By Ron Rop
Local Sports Journal

It’s hard to say where you start when talking about former Muskegon Lumberjack owner Larry Gordon.

Gordon, who skated into Muskegon in 1984 and bought the struggling Mohawks’ franlgchise and turned it a championship contender right from the start, died on Tuesday at the age of 74.

There were many faces of Larry Gordon. He was a shrewd businessman, a hockey mogul, a fearless negotiator and a winner.

You could start with Larry Gordon, the businessman.

  • I walked into Gordo’s cramped office at L.C. Walker Arena one day and he was on the phone. I sat down and seconds later, he hung up and proclaimed, “I just made $3,000 in American money today.” Obviously, he had been talking to his financial advisor and it was a bountiful day for Gordon and his investments.
  • Or the day I sat down in his office and he was adamant with the person on the other end of the line that if the Muskegon Lumberjacks were an affiliate of the NHL’s Edmonton Oilers then players under contract with the Oilers’ should be playing in Muskegon. Gordon wanted Dave Michayluk, a 66-goal scorer in Kalamazoo the year before, to be required to play for the Lumberjacks. Days later, Michayluk arrived in Muskegon and had a hall of fame career. Year after year, Michayluk scored 100-plus points and led the Lumberjacks to regular-season and playoff championships. Yes, he was a tough negotiator.
  • As the story goes, he bought the Muskegon Mohawk franchise for $1 in 1984, and reportedly, left Muskegon eight years later having made more than $1 million.

From there, there was Larry Gordon, the party animal.

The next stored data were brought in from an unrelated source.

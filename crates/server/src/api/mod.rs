pub mod handlers;
pub mod routes;
pub mod ticketing;

pub use routes::create_router;
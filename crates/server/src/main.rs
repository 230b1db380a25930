mod api;
mod state;

use std::net::SocketAddr;
use std::path::PathBuf;
use std::sync::Arc;

use anyhow::{Context, Result};
use tokio::signal;
use tracing::{error, info};
use tracing_subscriber::{layer::SubscriberExt, util::SubscriberInitExt};

use turnstile_core::{load_config, validate_config, Supervisor, TicketPool};

use api::create_router;
use state::AppState;

#[tokio::main]
async fn main() {
    if let Err(e) = run().await {
        error!("Fatal error: {}", e);
        std::process::exit(1);
    }
}

async fn run() -> Result<()> {
    // Initialize logging
    tracing_subscriber::registry()
        .with(
            tracing_subscriber::EnvFilter::try_from_default_env()
                .unwrap_or_else(|_| "info,tower_http=debug".into()),
        )
        .with(tracing_subscriber::fmt::layer())
        .init();

    // Determine config path
    let config_path = std::env::var("TURNSTILE_CONFIG")
        .map(PathBuf::from)
        .unwrap_or_else(|_| PathBuf::from("config.toml"));

    // Load configuration
    info!("Loading configuration from {:?}", config_path);
    let config = load_config(&config_path)
        .with_context(|| format!("Failed to load config from {:?}", config_path))?;

    // Validate configuration
    validate_config(&config).context("Configuration validation failed")?;

    info!("Configuration loaded successfully");
    info!(
        "Pool limits: {} event tickets, {} pool tickets",
        config.pool.max_event_tickets, config.pool.max_pool_tickets
    );

    // Create the shared ticket pool and its supervisor
    let pool = Arc::new(TicketPool::new(
        config.pool.max_event_tickets,
        config.pool.max_pool_tickets,
    ));
    let supervisor = Supervisor::new(Arc::clone(&pool), config.supervisor.max_actors);
    info!(
        "Supervisor initialized (worker bound: {})",
        config.supervisor.max_actors
    );

    // Create app state
    let state = Arc::new(AppState::new(config.clone(), supervisor));

    // Create router
    let app = create_router(Arc::clone(&state));

    // Start server
    let addr = SocketAddr::new(config.server.host, config.server.port);
    info!("Starting server on {}", addr);

    let listener = tokio::net::TcpListener::bind(addr)
        .await
        .with_context(|| format!("Failed to bind to {}", addr))?;

    // Run server with graceful shutdown
    axum::serve(listener, app)
        .with_graceful_shutdown(shutdown_signal())
        .await
        .context("Server error")?;

    // Cancel any actors still running before exit
    info!("Server shutting down...");
    state.supervisor().stop_all().await;
    info!("All actors stopped");

    Ok(())
}

/// Wait for shutdown signal (Ctrl+C or SIGTERM)
async fn shutdown_signal() {
    let ctrl_c = async {
        signal::ctrl_c()
            .await
            .expect("Failed to install Ctrl+C handler");
    };

    #[cfg(unix)]
    let terminate = async {
        signal::unix::signal(signal::unix::SignalKind::terminate())
            .expect("Failed to install SIGTERM handler")
            .recv()
            .await;
    };

    #[cfg(not(unix))]
    let terminate = std::future::pending::<()>();

    tokio::select! {
        _ = ctrl_c => {},
        _ = terminate => {},
    }
}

  • My wife, Kristi, and I were invited to several of Gordon’s Christmas parties at his house. I won’t get into much detail, but it’s safe to say everyone had a good time.
  • Then there was the Turner Cup final series against the Salt Lake City Golden Eagles. When the series shifted to Utah, a small group of Lumberjack fans and two hockey writers went along. After one game, the party moved to poolside at the hotel, where Larry was having a few cocktails and singing his Irish songs, some of which were laced with a little profanity.
  • Gordon would take his championship teams on postseason trips to warmer climates. As the story goes, it was time for a team party. Gordon whipped out his wallet and gave one of his players several hundred dollars to go buy some liquor and other party supplies. When the player returned from the shopping trip, Gordon put out his hand looking for the change. “Change?” said the player. “You owe me another $75.”

There are many, many Larry Gordon stories out there. Some are printable, others are not. But I do have one more that I will never forget.

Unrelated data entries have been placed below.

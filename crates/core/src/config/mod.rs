mod loader;
mod types;
mod validate;

pub use loader::{load_config, load_config_from_str};
pub use types::{Config, PoolConfig, ServerConfig, SupervisorConfig};
pub use validate::validate_config;

use thiserror::Error;

#[derive(Debug, Error)]
pub enum ConfigError {
    #[error("Configuration file not found: {0}")]
    FileNotFound(String),

    #[error("Failed to parse configuration: {0}")]
    ParseError(String),

    #[error("Configuration validation failed: {0}")]
    ValidationError(String),
}
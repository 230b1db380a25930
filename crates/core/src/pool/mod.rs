//! Shared ticket pool for the marketplace simulation.
//!
//! The pool is the single mutable resource shared by every actor. All
//! mutation goes through its synchronized operations so that compound
//! check-then-act sequences (capacity check + append, pop + sold count)
//! can never be split by another task.

mod ticket_pool;
mod types;

pub use ticket_pool::TicketPool;
pub use types::{AddOutcome, PoolStatus, Ticket};
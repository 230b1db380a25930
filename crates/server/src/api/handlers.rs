use axum::{extract::State, Json};
use serde::Serialize;
use std::sync::Arc;
use turnstile_core::Config;

use crate::state::AppState;

#[derive(Serialize)]
pub struct HealthResponse {
    pub status: String,
}

pub async fn health() -> Json<HealthResponse> {
    Json(HealthResponse {
        status: "ok".to_string(),
    })
}

pub async fn get_config(State(state): State<Arc<AppState>>) -> Json<Config> {
    Json(state.config().clone())
}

One winter, Gordon and I were supposed to be partners in a media snowmobile race at the Muskegon Race Course. The harness track was iced over and ready for racing. Gordon seemed a bit apprehensive about touring the icy track at a high rate of speed on a high-performance snowmobile.

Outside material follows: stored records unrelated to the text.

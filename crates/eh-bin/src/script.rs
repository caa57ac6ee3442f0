//! Replay script parsing.
//!
//! One step per line; blank lines and `#` comments are skipped.
//!
//! ```text
//! open <name> [file]     open a document (file relative to the script)
//! scratch <name>         open an empty scratch document
//! focus <name>           make a document active
//! close [name]           close a document (default: the active one)
//! goto <line> [col]      move the caret (1-based)
//! type <text>            insert text at the caret (\n, \t, \\ escapes)
//! newline [n]            insert n line breaks
//! backspace [n]          delete n characters before the caret
//! clear-history | previous-edit | next-edit
//! ```

use std::path::PathBuf;

use core_events::CommandEvent;
use thiserror::Error;

#[derive(Debug, Clone, PartialEq, Eq)]
pub enum Step {
    Open { name: String, file: Option<PathBuf> },
    Scratch { name: String },
    Focus { name: String },
    Close { name: Option<String> },
    /// 1-based line and column.
    Goto { line: usize, col: usize },
    Type(String),
    Newline(usize),
    Backspace(usize),
    Command(CommandEvent),
}

/// A step with the script line it came from.
#[derive(Debug, Clone, PartialEq, Eq)]
pub struct ScriptLine {
    pub number: usize,
    pub step: Step,
}

#[derive(Debug, Clone, PartialEq, Eq, Error)]
pub enum ScriptError {
    #[error("line {line}: unknown step `{word}`")]
    UnknownStep { line: usize, word: String },
    #[error("line {line}: `{step}` expects {expected}")]
    MissingArgument {
        line: usize,
        step: &'static str,
        expected: &'static str,
    },
    #[error("line {line}: `{value}` is not a positive number")]
    InvalidNumber { line: usize, value: String },
    #[error("line {line}: unknown escape `\\{escape}`")]
    BadEscape { line: usize, escape: char },
}

pub fn parse(source: &str) -> Result<Vec<ScriptLine>, ScriptError> {
    let mut steps = Vec::new();
    for (idx, raw) in source.lines().enumerate() {
        let number = idx + 1;
        let trimmed = raw.trim();
        if trimmed.is_empty() || trimmed.starts_with('#') {
            continue;
        }
        let step = parse_step(number, trimmed)?;
        steps.push(ScriptLine { number, step });
    }
    Ok(steps)
}

fn parse_step(line: usize, text: &str) -> Result<Step, ScriptError> {
    let (word, rest) = match text.split_once(char::is_whitespace) {
        Some((word, rest)) => (word, rest.trim()),
        None => (text, ""),
    };
    let mut args = rest.split_whitespace();
    let step = match word {
        "open" => Step::Open {
            name: required(line, "open", "a document name", args.next())?,
            file: args.next().map(PathBuf::from),
        },
        "scratch" => Step::Scratch {
            name: required(line, "scratch", "a document name", args.next())?,
        },
        "focus" => Step::Focus {
            name: required(line, "focus", "a document name", args.next())?,
        },
        "close" => Step::Close {
            name: args.next().map(str::to_string),
        },
        "goto" => {
            let line_arg = required(line, "goto", "a line number", args.next())?;
            Step::Goto {
                line: one_based(line, &line_arg)?,
                col: match args.next() {
                    Some(col) => one_based(line, col)?,
                    None => 1,
                },
            }
        }
        "type" => {
            if rest.is_empty() {
                return Err(ScriptError::MissingArgument {
                    line,
                    step: "type",
                    expected: "text",
                });
            }
            Step::Type(unescape(line, rest)?)
        }
        "newline" => Step::Newline(count(line, args.next())?),
        "backspace" => Step::Backspace(count(line, args.next())?),
        other => match other.parse::<CommandEvent>() {
            Ok(command) => Step::Command(command),
            Err(_) => {
                return Err(ScriptError::UnknownStep {
                    line,
                    word: other.to_string(),
                });
            }
        },
    };
    Ok(step)
}

fn required(
    line: usize,
    step: &'static str,
    expected: &'static str,
    arg: Option<&str>,
) -> Result<String, ScriptError> {
    arg.map(str::to_string)
        .ok_or(ScriptError::MissingArgument {
            line,
            step,
            expected,
        })
}

fn one_based(line: usize, value: &str) -> Result<usize, ScriptError> {
    match value.parse::<usize>() {
        Ok(n) if n > 0 => Ok(n),
        _ => Err(ScriptError::InvalidNumber {
            line,
            value: value.to_string(),
        }),
    }
}

fn count(line: usize, value: Option<&str>) -> Result<usize, ScriptError> {
    value.map_or(Ok(1), |v| one_based(line, v))
}

fn unescape(line: usize, text: &str) -> Result<String, ScriptError> {
    let mut out = String::with_capacity(text.len());
    let mut chars = text.chars();
    while let Some(c) = chars.next() {
        if c != '\\' {
            out.push(c);
            continue;
        }
        match chars.next() {
            Some('n') => out.push('\n'),
            Some('t') => out.push('\t'),
            Some('\\') => out.push('\\'),
            Some(escape) => return Err(ScriptError::BadEscape { line, escape }),
            None => out.push('\\'),
        }
    }
    Ok(out)
}
//! Configuration loading and parsing.
//!
//! Parses `edit-history.toml` (or an override path provided by the binary):
//!
//! ```toml
//! [capture]
//! line_threshold = 5
//! ignore_scratch = true
//! ```
//!
//! Every field is optional. Unknown fields are ignored so newer files still
//! load. A missing file yields defaults; a malformed file logs a warning and
//! also yields defaults.

use anyhow::Result;
use serde::Deserialize;
use std::{fs, path::PathBuf};
use tracing::{info, warn};

pub const CONFIG_FILE_NAME: &str = "edit-history.toml";

#[derive(Debug, Deserialize, Clone, PartialEq, Eq)]
pub struct CaptureConfig {
    /// Lines an edit must move from the last recorded one to be recorded.
    #[serde(default = "CaptureConfig::default_line_threshold")]
    pub line_threshold: usize,
    /// Skip edit capture in scratch documents.
    #[serde(default = "CaptureConfig::default_ignore_scratch")]
    pub ignore_scratch: bool,
}

impl Default for CaptureConfig {
    fn default() -> Self {
        Self {
            line_threshold: Self::default_line_threshold(),
            ignore_scratch: Self::default_ignore_scratch(),
        }
    }
}

impl CaptureConfig {
    const fn default_line_threshold() -> usize {
        5
    }
    const fn default_ignore_scratch() -> bool {
        true
    }
}

#[derive(Debug, Deserialize, Default, Clone)]
pub struct ConfigFile {
    #[serde(default)]
    pub capture: CaptureConfig,
}

#[derive(Debug, Clone, Default)]
pub struct Config {
    pub raw: Option<String>,      // original file string (optional)
    pub path: Option<PathBuf>,    // where `raw` came from
    pub file: ConfigFile,         // parsed (or default) data
}

impl Config {
    pub fn line_threshold(&self) -> usize {
        self.file.capture.line_threshold
    }

    pub fn ignore_scratch(&self) -> bool {
        self.file.capture.ignore_scratch
    }
}

/// Best-effort config path following platform conventions (XDG / AppData Roaming).
pub fn discover() -> PathBuf {
    let local = PathBuf::from(CONFIG_FILE_NAME);
    if local.exists() {
        return local;
    }
    if let Some(dir) = dirs::config_dir() {
        return dir.join("edit-history").join(CONFIG_FILE_NAME);
    }
    PathBuf::from(CONFIG_FILE_NAME)
}

pub fn load_from(path: Option<PathBuf>) -> Result<Config> {
    let path = path.unwrap_or_else(discover);
    let Ok(content) = fs::read_to_string(&path) else {
        return Ok(Config::default());
    };
    match toml::from_str::<ConfigFile>(&content) {
        Ok(file) => {
            info!(
                target: "config",
                path = %path.display(),
                line_threshold = file.capture.line_threshold,
                ignore_scratch = file.capture.ignore_scratch,
                "config_loaded"
            );
            Ok(Config {
                raw: Some(content),
                path: Some(path),
                file,
            })
        }
        Err(e) => {
            warn!(target: "config", path = %path.display(), error = %e, "config_parse_failed");
            Ok(Config::default())
        }
    }
}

I knew better. Gordon wanted to win no matter what he did.

He jumped on that brand new snowmobile, hit the gas and began his practice lap around the track. The timer was supposed to start timing when he came around to the start/finish line. I could see he was going fast when he crossed the line. I later heard he was going 86 mph on the front stretch. Needless to say, disaster struck when Larry failed to negotiate the first turn and crashed through the tall wooden fence at the end of the track. That $7,000 snowmobile was totaled and Larry nearly was as well. He spent more than a month in the hospital recovering from his severe injuries.

Despite the outcome of that race, Gordon was a winner. He came into town and took over a minor hockey  league franchise that seemed to be in its “last season”  year after year due to financial troubles.

From Day 1, Gordon did not promise his teams would win championships. He simply said his teams would be competitive. That was an understatement as the Lumberjacks won Huber Trophies as overall regular-season champions, two Turner Cups as the playoff champion and divisional championships.

Crowds grew as the team continued to prove that this team was not the Mohawks. They were the Lumberjacks and they were winners. One season, the Lumberjacks averaged nearly 3,700 spectators per game.

But as the IHL continued to move into larger markets, it was apparent little Muskegon couldn’t hang in there. In 1992, Gordon packed up his team and headed to a major market, Cleveland. There were mixed results and in 2000, Gordon sold the team and retired.

The last time I saw Gordon was at the Muskegon Holiday Inn where Michayluk was being inducted into the Muskegon Area Sports Hall of Fame. I never did get a chance to talk to him that night.

Gordon will forever be remembered for saving professional hockey in Muskegon back in 1984. We’re fortunate he made good on his promise to put a competitive team on the ice year after year. He didn’t get along with everyone, but who does?

He was not afraid to challenge a hockey player, a politician, a hockey commissioner or anyone else. He backed down from no one. But in the end, he was a winner.

And that’s just the way Larry rolled.